Task description: The data must be copied over exactly and in full.
┌─ Provided entries
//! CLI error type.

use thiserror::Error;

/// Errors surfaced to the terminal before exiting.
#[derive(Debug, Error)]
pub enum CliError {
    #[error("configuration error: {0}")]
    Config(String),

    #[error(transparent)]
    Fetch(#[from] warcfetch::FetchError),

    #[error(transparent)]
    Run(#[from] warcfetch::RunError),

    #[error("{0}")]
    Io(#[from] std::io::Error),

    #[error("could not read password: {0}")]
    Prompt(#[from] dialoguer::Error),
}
└─
Your solution:
//! CLI error type.

use thiserror::Error;

/// Errors surfaced to the terminal before exiting.
#[derive(Debug, Error)]
pub enum CliError {
    #[error("configuration error: {0}")]
    Config(String),

    #[error(transparent)]
    Fetch(#[from] warcfetch::FetchError),

    #[error(transparent)]
    Run(#[from] warcfetch::RunError),

    #[error("{0}")]
    Io(#[from] std::io::Error),

    #[error("could not read password: {0}")]
    Prompt(#[from] dialoguer::Error),
}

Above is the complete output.